**Work request**
The records below need to be printed in full. Keep each one exact.

**Provided entries**

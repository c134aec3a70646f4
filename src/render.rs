// 🖌️ Chart Rendering - How a ChartSpec is drawn in the browser
//
// The page only knows about ChartSpec and this trait. ChartJsRenderer turns
// specs into Chart.js configurations; hover tooltips, legends and resizing
// are handled client-side by the library.

use serde_json::{json, Value};

use crate::charts::{ChartKind, ChartSpec, Series};

const CHART_JS_CDN: &str = "https://cdn.jsdelivr.net/npm/chart.js@4.4.1/dist/chart.umd.min.js";
const DATALABELS_CDN: &str =
    "https://cdn.jsdelivr.net/npm/chartjs-plugin-datalabels@2.2.0/dist/chartjs-plugin-datalabels.min.js";

pub trait ChartRenderer {
    /// Tags placed in <head> (library scripts, styles)
    fn head_tags(&self) -> String;

    /// One-off script run before any chart is drawn
    fn setup_script(&self) -> String {
        String::new()
    }

    /// Script that draws `chart` into the canvas whose id is `chart.id`
    fn chart_script(&self, chart: &ChartSpec) -> String;
}

// ============================================================================
// CHART.JS
// ============================================================================

#[derive(Debug, Default, Clone, Copy)]
pub struct ChartJsRenderer;

impl ChartJsRenderer {
    /// Full Chart.js configuration object for a spec
    pub fn config(&self, chart: &ChartSpec) -> Value {
        let chart_type = match chart.kind {
            ChartKind::Bar | ChartKind::GroupedBar => "bar",
            ChartKind::Donut { .. } => "doughnut",
        };

        let datasets: Vec<Value> = chart.series.iter().map(dataset).collect();
        // A single-series bar chart is already labelled by its x axis
        let show_legend = chart.kind != ChartKind::Bar;

        let mut options = json!({
            "responsive": true,
            "plugins": {
                "title": { "display": true, "text": chart.title },
                "legend": { "display": show_legend },
                "datalabels": {
                    "display": chart.show_values,
                    "anchor": "end",
                    "align": "top"
                }
            }
        });

        match chart.kind {
            ChartKind::Donut { hole } => {
                options["cutout"] = json!(format!("{}%", (hole * 100.0).round()));
            }
            ChartKind::Bar | ChartKind::GroupedBar => {
                options["scales"] = json!({
                    "x": axis(chart.x_axis_title.as_deref()),
                    "y": {
                        "beginAtZero": true,
                        "title": axis_title(chart.y_axis_title.as_deref())
                    }
                });
            }
        }

        json!({
            "type": chart_type,
            "data": {
                "labels": chart.categories,
                "datasets": datasets
            },
            "options": options
        })
    }
}

impl ChartRenderer for ChartJsRenderer {
    fn head_tags(&self) -> String {
        format!(
            "<script src=\"{}\"></script>\n<script src=\"{}\"></script>",
            CHART_JS_CDN, DATALABELS_CDN
        )
    }

    fn setup_script(&self) -> String {
        "Chart.register(ChartDataLabels);".to_string()
    }

    fn chart_script(&self, chart: &ChartSpec) -> String {
        format!(
            "new Chart(document.getElementById({}), {});",
            script_json(&json!(chart.id)),
            script_json(&self.config(chart))
        )
    }
}

fn dataset(series: &Series) -> Value {
    // One colour paints the whole series; several colour individual bars/slices
    let background = match series.colors.as_slice() {
        [single] => json!(single),
        many => json!(many),
    };

    json!({
        "label": series.name,
        "data": series.values,
        "backgroundColor": background
    })
}

fn axis(title: Option<&str>) -> Value {
    json!({ "title": axis_title(title) })
}

fn axis_title(title: Option<&str>) -> Value {
    match title {
        Some(text) => json!({ "display": true, "text": text }),
        None => json!({ "display": false }),
    }
}

/// JSON that can sit inside an inline <script> element
fn script_json(value: &Value) -> String {
    value.to_string().replace("</", "<\\/")
}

**Finished task**
repository c134aec3a70646f4
filename src/render.rs
// 🖌️ Chart Rendering - How a ChartSpec is drawn in the browser
//
// The page only knows about ChartSpec and this trait. ChartJsRenderer turns
// specs into Chart.js configurations; hover tooltips, legends and resizing
// are handled client-side by the library.

use serde_json::{json, Value};

use crate::charts::{ChartKind, ChartSpec, Series};

const CHART_JS_CDN: &str = "https://cdn.jsdelivr.net/npm/chart.js@4.4.1/dist/chart.umd.min.js";
const DATALABELS_CDN: &str =
    "https://cdn.jsdelivr.net/npm/chartjs-plugin-datalabels@2.2.0/dist/chartjs-plugin-datalabels.min.js";

pub trait ChartRenderer {
    /// Tags placed in <head> (library scripts, styles)
    fn head_tags(&self) -> String;

    /// One-off script run before any chart is drawn
    fn setup_script(&self) -> String {
        String::new()
    }

    /// Script that draws `chart` into the canvas whose id is `chart.id`
    fn chart_script(&self, chart: &ChartSpec) -> String;
}

// ============================================================================
// CHART.JS
// ============================================================================

#[derive(Debug, Default, Clone, Copy)]
pub struct ChartJsRenderer;

impl ChartJsRenderer {
    /// Full Chart.js configuration object for a spec
    pub fn config(&self, chart: &ChartSpec) -> Value {
        let chart_type = match chart.kind {
            ChartKind::Bar | ChartKind::GroupedBar => "bar",
            ChartKind::Donut { .. } => "doughnut",
        };

        let datasets: Vec<Value> = chart.series.iter().map(dataset).collect();
        // A single-series bar chart is already labelled by its x axis
        let show_legend = chart.kind != ChartKind::Bar;

        let mut options = json!({
            "responsive": true,
            "plugins": {
                "title": { "display": true, "text": chart.title },
                "legend": { "display": show_legend },
                "datalabels": {
                    "display": chart.show_values,
                    "anchor": "end",
                    "align": "top"
                }
            }
        });

        match chart.kind {
            ChartKind::Donut { hole } => {
                options["cutout"] = json!(format!("{}%", (hole * 100.0).round()));
            }
            ChartKind::Bar | ChartKind::GroupedBar => {
                options["scales"] = json!({
                    "x": axis(chart.x_axis_title.as_deref()),
                    "y": {
                        "beginAtZero": true,
                        "title": axis_title(chart.y_axis_title.as_deref())
                    }
                });
            }
        }

        json!({
            "type": chart_type,
            "data": {
                "labels": chart.categories,
                "datasets": datasets
            },
            "options": options
        })
    }
}

impl ChartRenderer for ChartJsRenderer {
    fn head_tags(&self) -> String {
        format!(
            "<script src=\"{}\"></script>\n<script src=\"{}\"></script>",
            CHART_JS_CDN, DATALABELS_CDN
        )
    }

    fn setup_script(&self) -> String {
        "Chart.register(ChartDataLabels);".to_string()
    }

    fn chart_script(&self, chart: &ChartSpec) -> String {
        format!(
            "new Chart(document.getElementById({}), {});",
            script_json(&json!(chart.id)),
            script_json(&self.config(chart))
        )
    }
}

fn dataset(series: &Series) -> Value {
    // One colour paints the whole series; several colour individual bars/slices
    let background = match series.colors.as_slice() {
        [single] => json!(single),
        many => json!(many),
    };

    json!({
        "label": series.name,
        "data": series.values,
        "backgroundColor": background
    })
}

fn axis(title: Option<&str>) -> Value {
    json!({ "title": axis_title(title) })
}

fn axis_title(title: Option<&str>) -> Value {
    match title {
        Some(text) => json!({ "display": true, "text": text }),
        None => json!({ "display": false }),
    }
}

/// JSON that can sit inside an inline <script> element
fn script_json(value: &Value) -> String {
    value.to_string().replace("</", "<\\/")
}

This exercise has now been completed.